Pancakes Anyone? Ultima Thule Flatter Than We Thought

Departure movie of Ultima Thule made with 14 images taken after New Horizons made its closest approach on Jan. 1, 2019.

Farewell Ultima Thule! This evocative video was made just after closest approach to Ultima Thule on New Year’s Day when New Horizons was speeding past at over 31,000 miles an hour (50,000 km/hour). See all those stars? Not only do they provide a breathtaking backdrop, but it turns out that they were crucial to determining the object’s true shape. When the first photos were beamed back, it looked for all the world like two approximately spherical bodies joined at the neck. Some of us went so far as to call it a snowman. But further analysis of these latest photos reveal that Ultima, the larger of the two halves, is shaped more like a pancake, while Thule reminds me of a Milk Dud, a chocolate-coated caramel candy.

The top view is how we thought we understood Ultima Thule’s shape. The bottom view is the team’s current best shape model for Ultima Thule, but there’s still some uncertainty since the entire region was in shadow. The dashed blue lines show the uncertainty — the object could be either flatter than, or not as flat as, shown here. NASA/Johns Hopkins University Applied Physics Laboratory/Southwest Research Institute

Scientists “traced out” their shapes by examining how they blotted out the background stars as New Horizons raced by. They then compared the observations to a model made from pre-flyby photos and telescope observations from the ground. Amateur and professional astronomers use the same method when trying to figure out an asteroid’s shape from Earth.

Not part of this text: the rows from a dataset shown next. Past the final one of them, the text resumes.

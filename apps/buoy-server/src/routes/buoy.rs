use axum::extract::{Query, State};
use axum::routing::get;
use axum::{Json, Router};
use chrono::Utc;
use std::time::Instant;

use crate::error::{AppError, AppResult, ErrorBody};
use crate::services::gps::{GeoPoint, GpsState};
use crate::services::normalize::{NormalizedPoint, WaveDirectionPoint, WindSpeedPoint};
use crate::services::series::{
    SeriesContext, SeriesResponse, SeriesSource, WindDirectionResponse,
};
use crate::services::status::StatusSnapshot;
use crate::state::AppState;
use crate::time::{display_clock, parse_raw_hours, QueryWindow, TimeRange};

#[derive(Debug, Clone, serde::Deserialize, utoipa::IntoParams)]
pub(crate) struct RangeQuery {
    /// One of `12h`, `24h`, `48h`, `7d`; anything else means `24h`.
    range: Option<String>,
}

#[derive(Debug, Clone, serde::Deserialize, utoipa::IntoParams)]
pub(crate) struct WaveCountQuery {
    /// Window length in hours; takes precedence over `range`.
    hours: Option<String>,
    range: Option<String>,
}

#[derive(Debug, Clone, serde::Serialize, utoipa::ToSchema)]
#[serde(rename_all = "camelCase")]
pub(crate) struct PositionResponse {
    state: GpsState,
    latitude: f64,
    longitude: f64,
    deviation_meters: f64,
    raw_latitude: Option<f64>,
    raw_longitude: Option<f64>,
    last_update: Option<String>,
}

fn series_context(state: &AppState) -> SeriesContext<'_> {
    SeriesContext {
        vendor: &state.vendor,
        policy: state.config.parse_failure_policy,
        last_update: display_clock(Utc::now(), state.config.display_timezone),
    }
}

fn range_window(query: &RangeQuery) -> QueryWindow {
    QueryWindow::for_range(Utc::now(), TimeRange::parse(query.range.as_deref()))
}

#[utoipa::path(
    get,
    path = "/api/buoy/wave-height",
    tag = "buoy",
    params(RangeQuery),
    responses(
        (status = 200, description = "Significant wave height series"),
        (status = 500, description = "Vendor unavailable", body = ErrorBody)
    )
)]
pub(crate) async fn wave_height(
    State(state): State<AppState>,
    Query(query): Query<RangeQuery>,
) -> AppResult<Json<SeriesResponse<NormalizedPoint>>> {
    let source = SeriesSource::wave_height(&state.config.wave_height);
    series_context(&state)
        .scalar(&source, &range_window(&query))
        .await
        .map(Json)
        .map_err(|err| AppError::upstream(source.kind, err))
}

#[utoipa::path(
    get,
    path = "/api/buoy/wave-count",
    tag = "buoy",
    params(WaveCountQuery),
    responses(
        (status = 200, description = "Number of waves per measurement period"),
        (status = 500, description = "Vendor unavailable", body = ErrorBody)
    )
)]
pub(crate) async fn wave_count(
    State(state): State<AppState>,
    Query(query): Query<WaveCountQuery>,
) -> AppResult<Json<SeriesResponse<NormalizedPoint>>> {
    let source = SeriesSource::wave_count();
    let hours = parse_raw_hours(query.hours.as_deref())
        .unwrap_or_else(|| TimeRange::parse(query.range.as_deref()).hours());
    let ctx = series_context(&state);
    let now = Instant::now();

    let payload = match state.wave_count_cache.fresh(&hours, now).await {
        Some(payload) => payload,
        None => {
            let window = QueryWindow::ending_at(Utc::now(), hours);
            let payload = source
                .fetch(&state.vendor, Some(&window))
                .await
                .map_err(|err| AppError::upstream(source.kind, err))?;
            state
                .wave_count_cache
                .store(hours, payload.clone(), now)
                .await;
            payload
        }
    };

    ctx.scalar_from_payload(&source, &payload)
        .map(Json)
        .map_err(|err| AppError::upstream(source.kind, err))
}

#[utoipa::path(
    get,
    path = "/api/buoy/wave-direction",
    tag = "buoy",
    params(RangeQuery),
    responses(
        (status = 200, description = "Wave direction and spread, newest first"),
        (status = 500, description = "Vendor unavailable", body = ErrorBody)
    )
)]
pub(crate) async fn wave_direction(
    State(state): State<AppState>,
    Query(query): Query<RangeQuery>,
) -> AppResult<Json<SeriesResponse<WaveDirectionPoint>>> {
    series_context(&state)
        .wave_direction(&range_window(&query))
        .await
        .map(Json)
        .map_err(|err| AppError::upstream("wave direction", err))
}

#[utoipa::path(
    get,
    path = "/api/buoy/wind-speed",
    tag = "buoy",
    params(RangeQuery),
    responses(
        (status = 200, description = "Wind speed series in m/s with gusts where available"),
        (status = 500, description = "Vendor unavailable", body = ErrorBody)
    )
)]
pub(crate) async fn wind_speed(
    State(state): State<AppState>,
    Query(query): Query<RangeQuery>,
) -> AppResult<Json<SeriesResponse<WindSpeedPoint>>> {
    series_context(&state)
        .wind_speed_with_gusts(&range_window(&query))
        .await
        .map(Json)
        .map_err(|err| AppError::upstream("wind speed", err))
}

#[utoipa::path(
    get,
    path = "/api/buoy/wind-direction",
    tag = "buoy",
    responses(
        (status = 200, description = "Current wind direction and speed", body = WindDirectionResponse),
        (status = 500, description = "Vendor unavailable", body = ErrorBody)
    )
)]
pub(crate) async fn wind_direction(
    State(state): State<AppState>,
) -> AppResult<Json<WindDirectionResponse>> {
    let window = QueryWindow::ending_at(Utc::now(), 1);
    series_context(&state)
        .wind_direction(&window)
        .await
        .map(Json)
        .map_err(|err| AppError::upstream("wind direction", err))
}

#[utoipa::path(
    get,
    path = "/api/buoy/temperature",
    tag = "buoy",
    params(RangeQuery),
    responses(
        (status = 200, description = "Air temperature series in °C"),
        (status = 500, description = "Vendor unavailable", body = ErrorBody)
    )
)]
pub(crate) async fn temperature(
    State(state): State<AppState>,
    Query(query): Query<RangeQuery>,
) -> AppResult<Json<SeriesResponse<NormalizedPoint>>> {
    let source = SeriesSource::temperature();
    series_context(&state)
        .scalar(&source, &range_window(&query))
        .await
        .map(Json)
        .map_err(|err| AppError::upstream(source.kind, err))
}

#[utoipa::path(
    get,
    path = "/api/buoy/pressure",
    tag = "buoy",
    responses(
        (status = 200, description = "Atmospheric pressure over the last 24h in hPa"),
        (status = 500, description = "Vendor unavailable", body = ErrorBody)
    )
)]
pub(crate) async fn pressure(
    State(state): State<AppState>,
) -> AppResult<Json<SeriesResponse<NormalizedPoint>>> {
    let source = SeriesSource::pressure();
    let window = QueryWindow::for_range(Utc::now(), TimeRange::Last24Hours);
    series_context(&state)
        .scalar(&source, &window)
        .await
        .map(Json)
        .map_err(|err| AppError::upstream(source.kind, err))
}

#[utoipa::path(
    get,
    path = "/api/buoy/status",
    tag = "buoy",
    responses((status = 200, description = "Buoy technical status; fields are null when unavailable", body = StatusSnapshot))
)]
pub(crate) async fn status(State(state): State<AppState>) -> Json<StatusSnapshot> {
    Json(state.status.snapshot(Instant::now()).await)
}

#[utoipa::path(
    get,
    path = "/api/buoy/position",
    tag = "buoy",
    responses((status = 200, description = "Displayed buoy position after GPS outlier filtering", body = PositionResponse))
)]
pub(crate) async fn position(State(state): State<AppState>) -> Json<PositionResponse> {
    let snapshot = state.status.snapshot(Instant::now()).await;
    let reading = {
        let mut filter = state.gps.lock().await;
        match (snapshot.latitude, snapshot.longitude) {
            (Some(lat), Some(lon)) => filter.observe(GeoPoint::new(lat, lon)),
            _ => filter.current(),
        }
    };
    if reading.state == GpsState::Unstable {
        tracing::info!(
            deviation_m = reading.deviation_m,
            "GPS sample far from anchor; holding nominal position"
        );
    }
    Json(PositionResponse {
        state: reading.state,
        latitude: reading.displayed.lat,
        longitude: reading.displayed.lon,
        deviation_meters: reading.deviation_m,
        raw_latitude: snapshot.latitude,
        raw_longitude: snapshot.longitude,
        last_update: snapshot.last_update,
    })
}

pub fn router() -> Router<AppState> {
    Router::new()
        .route("/buoy/wave-height", get(wave_height))
        .route("/buoy/wave-count", get(wave_count))
        .route("/buoy/wave-direction", get(wave_direction))
        .route("/buoy/wind-speed", get(wind_speed))
        .route("/buoy/wind-direction", get(wind_direction))
        .route("/buoy/temperature", get(temperature))
        .route("/buoy/pressure", get(pressure))
        .route("/buoy/status", get(status))
        .route("/buoy/position", get(position))
}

In July 2011 the asteroid 90 Antiope occulted a star in Aquarius for observers in the western U.S. 46 stations watched the star blink out and 11 observed a miss. Each of these timelines are shown at right — one per observer. The solid lines show when the star was visible, the blank sections when it disappeared. The results clearly show the asteroid as two separate, different-shaped objects! Occult 4.0

If you know the path of an asteroid, you can predict when it will occult (hide) occasional bright stars along the way.  Using software, you can predict where on Earth the occultation will occur. Usually it’s visible in a zone, say 100 miles wide, like the path of totality during August 2017 total solar eclipse. Amateurs within the zone set up telescopes and time how long it takes the asteroid to cover and uncover the star. Someone near the edge of the zone of visibility will see it blink out for only a fraction of a second because only the asteroid’s edge covers the star, while an observer at the “centerline,” where the center of the asteroid crosses the star, will see the star disappear for several seconds. If a lot of people at different places within the path participate, you can convert all the different “blink out” times to create a profile of the asteroid. Pretty incredible.

New Horizons took this image of Ultima Thule Jan. 1, when the NASA spacecraft was 5,494 miles (8,862 km) beyond it. The photo at left is made from raw images and show motion blur from the longer time exposure. It’s been sharpened at right. NASA/Johns Hopkins Applied Physics Laboratory/Southwest Research Institute/National Optical Astronomy Observatory

If you’re ever interested in observing an occultation, be sure to check out the International Occultation Timing Association’s (IOTA) pages. Scientists watched Ultima Thule do the same thing from nearby to give us a much better idea of its shape:

“We had an impression of Ultima Thule based on the limited number of images returned in the days around the flyby, but seeing more data has significantly changed our view,” said Alan Stern, the mission’s principal investigator. “It would be closer to reality to say Ultima Thule’s shape is flatter, like a pancake. But more importantly, the new images are creating scientific puzzles about how such an object could even be formed. We’ve never seen something like this orbiting the sun.”

I agree. Pancakes, Milk Duds — what next?

7 Responses

  1. Edward M Boll

    The weather has been so uncooperative like in December, still waiting to see Comet Y1. The second observation now with the naked eye has been reported to COBS, the second one put magnitude 6.1. But the average reports is about 6.6.

  2. Edward M Boll

    Yes, the brightest number I have seen for Iwamoto so far is 6.0, and that is not naked eye. But the average reports now are around 6.8.

  3. Doug Lowe

    UltimaThule has got to be one of the least interesting astronomical objects that Earth has visited to date. It has got a wow factor of minus 10. Sorry!.

    1. astrobob

      Sorry you feel that way about it, Doug. I imagine some find it uninteresting, but for me and other it’s a fascinating object for its says about the evolution of the planets. Plus it was a great way to squeeze more out of the New Horizons mission originally intended to only explore Pluto. Ultima Thule was gravy.